WHAT TO WORK ON - Report each line below that carries the word "usize".

DATA FOR PROCESSING -

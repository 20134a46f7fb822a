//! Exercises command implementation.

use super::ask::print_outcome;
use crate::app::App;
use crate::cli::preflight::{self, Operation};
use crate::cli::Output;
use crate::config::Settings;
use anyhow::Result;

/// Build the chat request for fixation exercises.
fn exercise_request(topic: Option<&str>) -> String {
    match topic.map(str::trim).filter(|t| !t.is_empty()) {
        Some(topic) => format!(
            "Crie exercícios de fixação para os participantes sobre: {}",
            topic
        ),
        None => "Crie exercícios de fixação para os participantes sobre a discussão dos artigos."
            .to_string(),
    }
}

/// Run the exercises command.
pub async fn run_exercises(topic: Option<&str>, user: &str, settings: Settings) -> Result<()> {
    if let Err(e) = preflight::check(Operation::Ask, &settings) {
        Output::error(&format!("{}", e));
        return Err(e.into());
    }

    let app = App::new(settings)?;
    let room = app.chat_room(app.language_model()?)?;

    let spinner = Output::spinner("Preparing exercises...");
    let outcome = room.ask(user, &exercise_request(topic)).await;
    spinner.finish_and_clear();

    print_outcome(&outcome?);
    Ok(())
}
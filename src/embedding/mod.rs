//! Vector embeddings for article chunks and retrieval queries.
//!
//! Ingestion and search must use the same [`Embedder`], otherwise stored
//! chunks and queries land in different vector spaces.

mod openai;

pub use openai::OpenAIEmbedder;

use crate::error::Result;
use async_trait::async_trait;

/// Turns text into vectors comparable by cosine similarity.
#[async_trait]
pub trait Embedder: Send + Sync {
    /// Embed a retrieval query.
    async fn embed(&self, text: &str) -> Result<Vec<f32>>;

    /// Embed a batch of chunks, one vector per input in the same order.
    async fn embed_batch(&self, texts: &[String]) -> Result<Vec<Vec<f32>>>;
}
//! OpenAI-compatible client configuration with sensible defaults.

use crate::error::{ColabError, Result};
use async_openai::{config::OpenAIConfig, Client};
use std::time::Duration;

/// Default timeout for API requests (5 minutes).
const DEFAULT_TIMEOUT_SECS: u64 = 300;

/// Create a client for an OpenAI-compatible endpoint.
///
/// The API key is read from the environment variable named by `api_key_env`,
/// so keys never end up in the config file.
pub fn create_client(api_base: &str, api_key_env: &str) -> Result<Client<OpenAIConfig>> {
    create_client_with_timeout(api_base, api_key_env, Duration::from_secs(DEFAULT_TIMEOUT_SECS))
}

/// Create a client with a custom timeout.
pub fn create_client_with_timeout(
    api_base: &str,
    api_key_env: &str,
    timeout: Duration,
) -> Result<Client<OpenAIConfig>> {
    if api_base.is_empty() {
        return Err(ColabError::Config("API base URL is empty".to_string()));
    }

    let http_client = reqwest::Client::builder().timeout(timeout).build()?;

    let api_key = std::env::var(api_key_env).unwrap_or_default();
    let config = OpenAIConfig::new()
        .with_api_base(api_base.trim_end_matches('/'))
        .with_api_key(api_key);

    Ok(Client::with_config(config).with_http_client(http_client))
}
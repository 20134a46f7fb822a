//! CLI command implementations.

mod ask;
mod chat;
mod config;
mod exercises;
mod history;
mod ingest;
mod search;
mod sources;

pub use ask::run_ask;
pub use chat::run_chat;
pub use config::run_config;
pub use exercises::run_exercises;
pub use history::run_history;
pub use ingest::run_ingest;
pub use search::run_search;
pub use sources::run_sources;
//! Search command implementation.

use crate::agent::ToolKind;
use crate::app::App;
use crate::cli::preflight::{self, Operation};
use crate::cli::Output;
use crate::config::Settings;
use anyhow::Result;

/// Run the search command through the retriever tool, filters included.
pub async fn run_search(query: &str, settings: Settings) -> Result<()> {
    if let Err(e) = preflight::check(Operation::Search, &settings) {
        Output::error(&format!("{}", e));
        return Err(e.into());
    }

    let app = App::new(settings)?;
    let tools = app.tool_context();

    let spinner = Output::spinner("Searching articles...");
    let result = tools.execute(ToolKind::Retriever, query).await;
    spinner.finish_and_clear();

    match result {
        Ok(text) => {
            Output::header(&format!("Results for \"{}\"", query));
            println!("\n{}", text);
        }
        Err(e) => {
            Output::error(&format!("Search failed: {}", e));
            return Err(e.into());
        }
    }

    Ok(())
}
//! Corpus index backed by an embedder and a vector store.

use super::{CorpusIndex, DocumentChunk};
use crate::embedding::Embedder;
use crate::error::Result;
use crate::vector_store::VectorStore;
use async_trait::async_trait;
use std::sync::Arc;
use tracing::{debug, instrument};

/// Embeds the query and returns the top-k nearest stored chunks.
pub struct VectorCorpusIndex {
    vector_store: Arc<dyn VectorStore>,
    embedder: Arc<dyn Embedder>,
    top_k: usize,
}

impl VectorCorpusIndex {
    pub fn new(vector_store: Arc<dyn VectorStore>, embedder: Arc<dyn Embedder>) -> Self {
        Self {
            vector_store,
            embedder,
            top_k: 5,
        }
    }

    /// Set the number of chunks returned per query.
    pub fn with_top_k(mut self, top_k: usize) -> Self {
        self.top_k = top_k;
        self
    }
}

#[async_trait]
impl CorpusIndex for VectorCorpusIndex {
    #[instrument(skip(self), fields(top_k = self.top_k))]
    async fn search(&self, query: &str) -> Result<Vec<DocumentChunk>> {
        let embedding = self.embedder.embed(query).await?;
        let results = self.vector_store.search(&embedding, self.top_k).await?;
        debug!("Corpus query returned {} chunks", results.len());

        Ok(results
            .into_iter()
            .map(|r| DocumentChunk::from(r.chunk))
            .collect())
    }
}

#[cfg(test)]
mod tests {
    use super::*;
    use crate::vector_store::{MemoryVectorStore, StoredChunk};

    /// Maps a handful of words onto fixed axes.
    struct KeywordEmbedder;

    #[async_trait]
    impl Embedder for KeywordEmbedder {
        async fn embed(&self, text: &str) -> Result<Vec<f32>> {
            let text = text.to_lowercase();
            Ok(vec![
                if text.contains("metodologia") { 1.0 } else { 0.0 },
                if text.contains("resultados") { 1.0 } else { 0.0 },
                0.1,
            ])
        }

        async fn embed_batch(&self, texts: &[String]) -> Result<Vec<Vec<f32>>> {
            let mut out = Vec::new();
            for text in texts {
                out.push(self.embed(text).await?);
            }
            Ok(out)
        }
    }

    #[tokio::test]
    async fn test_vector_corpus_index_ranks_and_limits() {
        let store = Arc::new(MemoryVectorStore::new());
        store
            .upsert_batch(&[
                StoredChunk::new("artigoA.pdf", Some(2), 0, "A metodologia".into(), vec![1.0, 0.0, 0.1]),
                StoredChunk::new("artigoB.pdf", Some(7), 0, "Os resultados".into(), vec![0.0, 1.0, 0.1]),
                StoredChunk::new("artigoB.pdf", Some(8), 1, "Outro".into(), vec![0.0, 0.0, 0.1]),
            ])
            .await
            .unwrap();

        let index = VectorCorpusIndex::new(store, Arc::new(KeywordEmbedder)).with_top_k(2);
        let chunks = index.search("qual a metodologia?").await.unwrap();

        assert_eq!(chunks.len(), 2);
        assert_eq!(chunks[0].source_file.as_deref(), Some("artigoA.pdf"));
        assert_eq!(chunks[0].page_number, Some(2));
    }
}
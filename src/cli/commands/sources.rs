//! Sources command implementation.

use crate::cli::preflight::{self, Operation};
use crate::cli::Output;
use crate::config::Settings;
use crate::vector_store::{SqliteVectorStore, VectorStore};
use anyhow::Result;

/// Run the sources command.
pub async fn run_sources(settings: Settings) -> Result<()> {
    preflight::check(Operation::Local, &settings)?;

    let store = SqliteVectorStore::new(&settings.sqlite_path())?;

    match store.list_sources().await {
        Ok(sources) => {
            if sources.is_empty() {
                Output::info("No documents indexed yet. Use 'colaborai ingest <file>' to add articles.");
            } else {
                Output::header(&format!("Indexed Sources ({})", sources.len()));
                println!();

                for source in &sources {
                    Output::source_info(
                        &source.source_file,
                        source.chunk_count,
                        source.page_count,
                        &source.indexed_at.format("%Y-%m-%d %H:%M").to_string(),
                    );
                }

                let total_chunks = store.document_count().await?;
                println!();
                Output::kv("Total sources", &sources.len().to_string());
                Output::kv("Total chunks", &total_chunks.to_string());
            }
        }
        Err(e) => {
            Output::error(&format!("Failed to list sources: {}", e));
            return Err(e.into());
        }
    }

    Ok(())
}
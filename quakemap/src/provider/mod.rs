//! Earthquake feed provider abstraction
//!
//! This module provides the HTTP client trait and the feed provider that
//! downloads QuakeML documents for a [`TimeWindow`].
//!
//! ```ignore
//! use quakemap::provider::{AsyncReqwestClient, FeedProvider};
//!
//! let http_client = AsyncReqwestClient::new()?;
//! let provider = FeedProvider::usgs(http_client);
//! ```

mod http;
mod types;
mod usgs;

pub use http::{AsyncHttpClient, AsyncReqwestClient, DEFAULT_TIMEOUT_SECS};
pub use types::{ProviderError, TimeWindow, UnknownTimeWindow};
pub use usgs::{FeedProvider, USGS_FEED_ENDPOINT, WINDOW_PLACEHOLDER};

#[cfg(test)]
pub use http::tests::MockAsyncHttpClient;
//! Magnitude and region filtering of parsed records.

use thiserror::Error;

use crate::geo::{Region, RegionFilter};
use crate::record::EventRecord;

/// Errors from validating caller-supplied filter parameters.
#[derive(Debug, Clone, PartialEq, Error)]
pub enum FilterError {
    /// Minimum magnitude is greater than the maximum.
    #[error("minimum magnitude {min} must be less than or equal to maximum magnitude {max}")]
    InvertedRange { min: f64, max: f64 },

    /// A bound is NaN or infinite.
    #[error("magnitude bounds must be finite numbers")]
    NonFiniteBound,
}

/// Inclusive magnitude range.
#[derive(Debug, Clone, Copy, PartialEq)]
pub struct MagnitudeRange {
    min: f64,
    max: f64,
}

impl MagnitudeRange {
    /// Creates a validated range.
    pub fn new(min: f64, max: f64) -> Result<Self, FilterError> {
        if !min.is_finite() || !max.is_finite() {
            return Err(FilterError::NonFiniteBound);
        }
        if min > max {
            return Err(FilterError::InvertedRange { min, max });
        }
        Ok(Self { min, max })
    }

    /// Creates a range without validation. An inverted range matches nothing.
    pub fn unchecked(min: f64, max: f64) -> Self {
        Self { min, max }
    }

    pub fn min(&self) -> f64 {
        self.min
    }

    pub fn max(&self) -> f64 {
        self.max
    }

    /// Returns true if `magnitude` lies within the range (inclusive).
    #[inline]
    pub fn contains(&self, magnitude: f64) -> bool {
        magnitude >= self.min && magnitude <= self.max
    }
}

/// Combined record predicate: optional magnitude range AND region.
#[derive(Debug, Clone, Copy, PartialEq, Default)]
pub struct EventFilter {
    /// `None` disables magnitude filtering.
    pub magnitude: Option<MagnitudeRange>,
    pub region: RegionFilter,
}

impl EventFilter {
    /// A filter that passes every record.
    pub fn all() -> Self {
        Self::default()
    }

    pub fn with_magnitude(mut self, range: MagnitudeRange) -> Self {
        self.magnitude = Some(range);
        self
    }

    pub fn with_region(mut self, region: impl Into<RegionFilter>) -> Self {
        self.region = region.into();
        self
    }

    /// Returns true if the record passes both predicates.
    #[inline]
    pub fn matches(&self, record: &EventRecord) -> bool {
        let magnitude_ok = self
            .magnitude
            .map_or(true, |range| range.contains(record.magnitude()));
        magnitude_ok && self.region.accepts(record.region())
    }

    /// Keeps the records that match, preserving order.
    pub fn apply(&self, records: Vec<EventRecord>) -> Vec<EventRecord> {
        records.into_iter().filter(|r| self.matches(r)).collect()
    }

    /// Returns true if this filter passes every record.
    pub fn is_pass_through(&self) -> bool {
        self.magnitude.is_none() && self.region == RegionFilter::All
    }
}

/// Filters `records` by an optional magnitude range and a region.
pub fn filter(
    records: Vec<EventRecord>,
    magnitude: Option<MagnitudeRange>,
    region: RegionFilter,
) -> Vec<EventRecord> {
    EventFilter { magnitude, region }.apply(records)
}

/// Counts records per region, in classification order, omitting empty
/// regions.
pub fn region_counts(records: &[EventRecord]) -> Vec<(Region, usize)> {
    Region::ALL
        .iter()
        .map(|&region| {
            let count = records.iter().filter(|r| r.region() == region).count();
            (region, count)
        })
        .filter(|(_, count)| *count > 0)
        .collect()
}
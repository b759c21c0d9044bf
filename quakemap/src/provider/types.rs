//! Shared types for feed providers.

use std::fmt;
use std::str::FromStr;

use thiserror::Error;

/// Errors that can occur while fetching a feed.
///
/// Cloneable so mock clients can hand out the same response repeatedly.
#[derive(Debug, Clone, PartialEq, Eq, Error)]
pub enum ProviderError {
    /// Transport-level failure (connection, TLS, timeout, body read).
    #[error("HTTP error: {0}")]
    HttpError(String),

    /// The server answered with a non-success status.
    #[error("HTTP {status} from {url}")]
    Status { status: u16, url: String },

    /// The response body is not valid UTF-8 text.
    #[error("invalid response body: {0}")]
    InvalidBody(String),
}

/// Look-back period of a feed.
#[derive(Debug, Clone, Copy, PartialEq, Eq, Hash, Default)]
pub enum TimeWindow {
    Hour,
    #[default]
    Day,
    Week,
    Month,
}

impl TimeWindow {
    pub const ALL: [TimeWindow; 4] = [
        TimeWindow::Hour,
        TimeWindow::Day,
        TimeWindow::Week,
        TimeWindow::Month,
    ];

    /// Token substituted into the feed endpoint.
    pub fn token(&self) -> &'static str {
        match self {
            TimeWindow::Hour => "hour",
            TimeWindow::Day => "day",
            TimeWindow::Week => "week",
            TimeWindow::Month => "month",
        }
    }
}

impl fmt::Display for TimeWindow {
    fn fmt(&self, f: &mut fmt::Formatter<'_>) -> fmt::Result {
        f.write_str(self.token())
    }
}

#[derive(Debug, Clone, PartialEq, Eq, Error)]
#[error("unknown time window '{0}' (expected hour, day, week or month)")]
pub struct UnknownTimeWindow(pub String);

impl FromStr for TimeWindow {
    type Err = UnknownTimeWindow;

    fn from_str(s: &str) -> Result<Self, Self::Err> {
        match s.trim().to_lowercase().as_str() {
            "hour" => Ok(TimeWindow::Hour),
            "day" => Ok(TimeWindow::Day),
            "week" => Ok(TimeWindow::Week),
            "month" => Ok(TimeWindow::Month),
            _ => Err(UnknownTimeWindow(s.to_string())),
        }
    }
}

THE ANSWER -
    top_k: usize,
    pub fn with_top_k(mut self, top_k: usize) -> Self {
pub fn region_counts(records: &[EventRecord]) -> Vec<(Region, usize)> {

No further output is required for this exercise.